### EXERCISE DESCRIPTION
Once you have read the records below, print them again exactly as they stand.

--- DATA PROVIDED ---

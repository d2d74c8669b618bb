//! Tool Registry - central registration and dispatch for all tools.
//!
//! The registry is built once at startup and is read-only afterwards, so it
//! can be shared between concurrent calls behind an `Arc`. Tools are listed in
//! registration order.

use std::collections::HashMap;
use std::sync::Arc;

use tracing::{debug, instrument, warn};

use super::descriptor::ToolDescriptor;
use super::error::{ToolError, ToolResult};
use super::handlers::{Arguments, ToolHandler};
use crate::core::error::{Error, Result};

struct RegisteredTool {
    descriptor: ToolDescriptor,
    handler: Arc<dyn ToolHandler>,
}

/// Collects tools before freezing them into a [`ToolRegistry`].
#[derive(Default)]
pub struct ToolRegistryBuilder {
    tools: Vec<RegisteredTool>,
}

impl ToolRegistryBuilder {
    pub fn new() -> Self {
        Self::default()
    }

    /// Add a tool. Duplicate names are reported by [`build`](Self::build).
    pub fn register(mut self, descriptor: ToolDescriptor, handler: Arc<dyn ToolHandler>) -> Self {
        self.tools.push(RegisteredTool {
            descriptor,
            handler,
        });
        self
    }

    /// Freeze the registry. Fails if two tools share a name.
    pub fn build(self) -> Result<ToolRegistry> {
        let mut index = HashMap::with_capacity(self.tools.len());
        for (position, tool) in self.tools.iter().enumerate() {
            if index.insert(tool.descriptor.name, position).is_some() {
                return Err(Error::internal(format!(
                    "tool '{}' registered twice",
                    tool.descriptor.name
                )));
            }
        }

        debug!("Tool registry built with {} tools", self.tools.len());
        Ok(ToolRegistry {
            tools: self.tools,
            index,
        })
    }
}

/// Tool registry - the fixed set of tools this server exposes.
pub struct ToolRegistry {
    tools: Vec<RegisteredTool>,
    index: HashMap<&'static str, usize>,
}

impl ToolRegistry {
    pub fn builder() -> ToolRegistryBuilder {
        ToolRegistryBuilder::new()
    }

    /// Descriptors of all tools, in registration order.
    pub fn list_tools(&self) -> Vec<&ToolDescriptor> {
        self.tools.iter().map(|t| &t.descriptor).collect()
    }

    /// Get all tool names.
    pub fn tool_names(&self) -> Vec<&'static str> {
        self.tools.iter().map(|t| t.descriptor.name).collect()
    }

    pub fn get(&self, name: &str) -> Option<&ToolDescriptor> {
        self.index.get(name).map(|&i| &self.tools[i].descriptor)
    }

    pub fn len(&self) -> usize {
        self.tools.len()
    }

    pub fn is_empty(&self) -> bool {
        self.tools.is_empty()
    }

    /// Validate arguments, fill defaults and run the named tool.
    #[instrument(skip(self, arguments))]
    pub async fn invoke(&self, name: &str, arguments: Arguments) -> ToolResult<String> {
        let Some(tool) = self.index.get(name).map(|&i| &self.tools[i]) else {
            warn!("Unknown tool requested: {}", name);
            return Err(ToolError::unknown_tool(name));
        };

        let arguments = tool.descriptor.validate_arguments(arguments).map_err(|e| {
            warn!("Rejected arguments for {}: {}", name, e);
            e
        })?;

        let result = tool.handler.call(arguments).await;
        if let Err(e) = &result {
            if !e.is_not_found() {
                warn!("Tool {} failed: {}", name, e);
            }
        }
        result
    }
}

#[cfg(test)]
mod tests {
    use super::*;
    use crate::domains::ads::types::{CustomerId, MatchType};
    use crate::domains::tools::descriptor::{ParamKind, ParamSpec};
    use schemars::JsonSchema;
    use serde_json::json;

    #[derive(serde::Deserialize, JsonSchema)]
    #[allow(dead_code)]
    struct EchoParams {
        customer_id: CustomerId,
        #[serde(default = "phrase")]
        match_type: MatchType,
    }

    fn phrase() -> MatchType {
        MatchType::Phrase
    }

    /// Echoes its normalized arguments back as JSON.
    struct Echo;

    #[async_trait::async_trait]
    impl ToolHandler for Echo {
        async fn call(&self, arguments: Arguments) -> ToolResult<String> {
            Ok(serde_json::Value::Object(arguments).to_string())
        }
    }

    fn echo_descriptor(name: &'static str) -> ToolDescriptor {
        ToolDescriptor::new::<EchoParams>(name, "Echo arguments")
            .param(ParamSpec::new("customer_id", ParamKind::CustomerId))
            .param(ParamSpec::new("match_type", ParamKind::MatchType).with_default("PHRASE"))
    }

    fn registry() -> ToolRegistry {
        ToolRegistry::builder()
            .register(echo_descriptor("first"), Arc::new(Echo))
            .register(echo_descriptor("second"), Arc::new(Echo))
            .build()
            .unwrap()
    }

    fn args(value: serde_json::Value) -> Arguments {
        value.as_object().cloned().unwrap()
    }

    #[test]
    fn test_registry_lists_in_registration_order() {
        let registry = registry();
        assert_eq!(registry.tool_names(), vec!["first", "second"]);
        assert_eq!(registry.len(), 2);
        assert!(registry.get("second").is_some());
        assert!(registry.get("third").is_none());
    }

    #[test]
    fn test_duplicate_names_fail_build() {
        let result = ToolRegistry::builder()
            .register(echo_descriptor("same"), Arc::new(Echo))
            .register(echo_descriptor("same"), Arc::new(Echo))
            .build();
        assert!(matches!(result, Err(Error::Internal(_))));
    }

    #[tokio::test]
    async fn test_invoke_fills_defaults() {
        let text = registry()
            .invoke("first", args(json!({ "customer_id": "123-456", "unused": 1 })))
            .await
            .unwrap();
        let echoed: serde_json::Value = serde_json::from_str(&text).unwrap();
        assert_eq!(echoed, json!({ "customer_id": "123-456", "match_type": "PHRASE" }));
    }

    #[tokio::test]
    async fn test_invoke_unknown_tool() {
        let err = registry().invoke("missing", Arguments::new()).await.unwrap_err();
        assert_eq!(err, ToolError::UnknownTool("missing".to_string()));
    }

    #[tokio::test]
    async fn test_invoke_rejects_invalid_arguments() {
        let err = registry()
            .invoke("first", args(json!({ "customer_id": "123", "match_type": "FUZZY" })))
            .await
            .unwrap_err();
        assert!(matches!(err, ToolError::InvalidArguments(_)));
    }
}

---

### COMPLETED EXERCISE
repository d2d74c8669b618bb
//! Tool Registry - central registration and dispatch for all tools.
//!
//! The registry is built once at startup and is read-only afterwards, so it
//! can be shared between concurrent calls behind an `Arc`. Tools are listed in
//! registration order.

use std::collections::HashMap;
use std::sync::Arc;

use tracing::{debug, instrument, warn};

use super::descriptor::ToolDescriptor;
use super::error::{ToolError, ToolResult};
use super::handlers::{Arguments, ToolHandler};
use crate::core::error::{Error, Result};

struct RegisteredTool {
    descriptor: ToolDescriptor,
    handler: Arc<dyn ToolHandler>,
}

/// Collects tools before freezing them into a [`ToolRegistry`].
#[derive(Default)]
pub struct ToolRegistryBuilder {
    tools: Vec<RegisteredTool>,
}

impl ToolRegistryBuilder {
    pub fn new() -> Self {
        Self::default()
    }

    /// Add a tool. Duplicate names are reported by [`build`](Self::build).
    pub fn register(mut self, descriptor: ToolDescriptor, handler: Arc<dyn ToolHandler>) -> Self {
        self.tools.push(RegisteredTool {
            descriptor,
            handler,
        });
        self
    }

    /// Freeze the registry. Fails if two tools share a name.
    pub fn build(self) -> Result<ToolRegistry> {
        let mut index = HashMap::with_capacity(self.tools.len());
        for (position, tool) in self.tools.iter().enumerate() {
            if index.insert(tool.descriptor.name, position).is_some() {
                return Err(Error::internal(format!(
                    "tool '{}' registered twice",
                    tool.descriptor.name
                )));
            }
        }

        debug!("Tool registry built with {} tools", self.tools.len());
        Ok(ToolRegistry {
            tools: self.tools,
            index,
        })
    }
}

/// Tool registry - the fixed set of tools this server exposes.
pub struct ToolRegistry {
    tools: Vec<RegisteredTool>,
    index: HashMap<&'static str, usize>,
}

impl ToolRegistry {
    pub fn builder() -> ToolRegistryBuilder {
        ToolRegistryBuilder::new()
    }

    /// Descriptors of all tools, in registration order.
    pub fn list_tools(&self) -> Vec<&ToolDescriptor> {
        self.tools.iter().map(|t| &t.descriptor).collect()
    }

    /// Get all tool names.
    pub fn tool_names(&self) -> Vec<&'static str> {
        self.tools.iter().map(|t| t.descriptor.name).collect()
    }

    pub fn get(&self, name: &str) -> Option<&ToolDescriptor> {
        self.index.get(name).map(|&i| &self.tools[i].descriptor)
    }

    pub fn len(&self) -> usize {
        self.tools.len()
    }

    pub fn is_empty(&self) -> bool {
        self.tools.is_empty()
    }

    /// Validate arguments, fill defaults and run the named tool.
    #[instrument(skip(self, arguments))]
    pub async fn invoke(&self, name: &str, arguments: Arguments) -> ToolResult<String> {
        let Some(tool) = self.index.get(name).map(|&i| &self.tools[i]) else {
            warn!("Unknown tool requested: {}", name);
            return Err(ToolError::unknown_tool(name));
        };

        let arguments = tool.descriptor.validate_arguments(arguments).map_err(|e| {
            warn!("Rejected arguments for {}: {}", name, e);
            e
        })?;

        let result = tool.handler.call(arguments).await;
        if let Err(e) = &result {
            if !e.is_not_found() {
                warn!("Tool {} failed: {}", name, e);
            }
        }
        result
    }
}

#[cfg(test)]
mod tests {
    use super::*;
    use crate::domains::ads::types::{CustomerId, MatchType};
    use crate::domains::tools::descriptor::{ParamKind, ParamSpec};
    use schemars::JsonSchema;
    use serde_json::json;

    #[derive(serde::Deserialize, JsonSchema)]
    #[allow(dead_code)]
    struct EchoParams {
        customer_id: CustomerId,
        #[serde(default = "phrase")]
        match_type: MatchType,
    }

    fn phrase() -> MatchType {
        MatchType::Phrase
    }

    /// Echoes its normalized arguments back as JSON.
    struct Echo;

    #[async_trait::async_trait]
    impl ToolHandler for Echo {
        async fn call(&self, arguments: Arguments) -> ToolResult<String> {
            Ok(serde_json::Value::Object(arguments).to_string())
        }
    }

    fn echo_descriptor(name: &'static str) -> ToolDescriptor {
        ToolDescriptor::new::<EchoParams>(name, "Echo arguments")
            .param(ParamSpec::new("customer_id", ParamKind::CustomerId))
            .param(ParamSpec::new("match_type", ParamKind::MatchType).with_default("PHRASE"))
    }

    fn registry() -> ToolRegistry {
        ToolRegistry::builder()
            .register(echo_descriptor("first"), Arc::new(Echo))
            .register(echo_descriptor("second"), Arc::new(Echo))
            .build()
            .unwrap()
    }

    fn args(value: serde_json::Value) -> Arguments {
        value.as_object().cloned().unwrap()
    }

    #[test]
    fn test_registry_lists_in_registration_order() {
        let registry = registry();
        assert_eq!(registry.tool_names(), vec!["first", "second"]);
        assert_eq!(registry.len(), 2);
        assert!(registry.get("second").is_some());
        assert!(registry.get("third").is_none());
    }

    #[test]
    fn test_duplicate_names_fail_build() {
        let result = ToolRegistry::builder()
            .register(echo_descriptor("same"), Arc::new(Echo))
            .register(echo_descriptor("same"), Arc::new(Echo))
            .build();
        assert!(matches!(result, Err(Error::Internal(_))));
    }

    #[tokio::test]
    async fn test_invoke_fills_defaults() {
        let text = registry()
            .invoke("first", args(json!({ "customer_id": "123-456", "unused": 1 })))
            .await
            .unwrap();
        let echoed: serde_json::Value = serde_json::from_str(&text).unwrap();
        assert_eq!(echoed, json!({ "customer_id": "123-456", "match_type": "PHRASE" }));
    }

    #[tokio::test]
    async fn test_invoke_unknown_tool() {
        let err = registry().invoke("missing", Arguments::new()).await.unwrap_err();
        assert_eq!(err, ToolError::UnknownTool("missing".to_string()));
    }

    #[tokio::test]
    async fn test_invoke_rejects_invalid_arguments() {
        let err = registry()
            .invoke("first", args(json!({ "customer_id": "123", "match_type": "FUZZY" })))
            .await
            .unwrap_err();
        assert!(matches!(err, ToolError::InvalidArguments(_)));
    }
}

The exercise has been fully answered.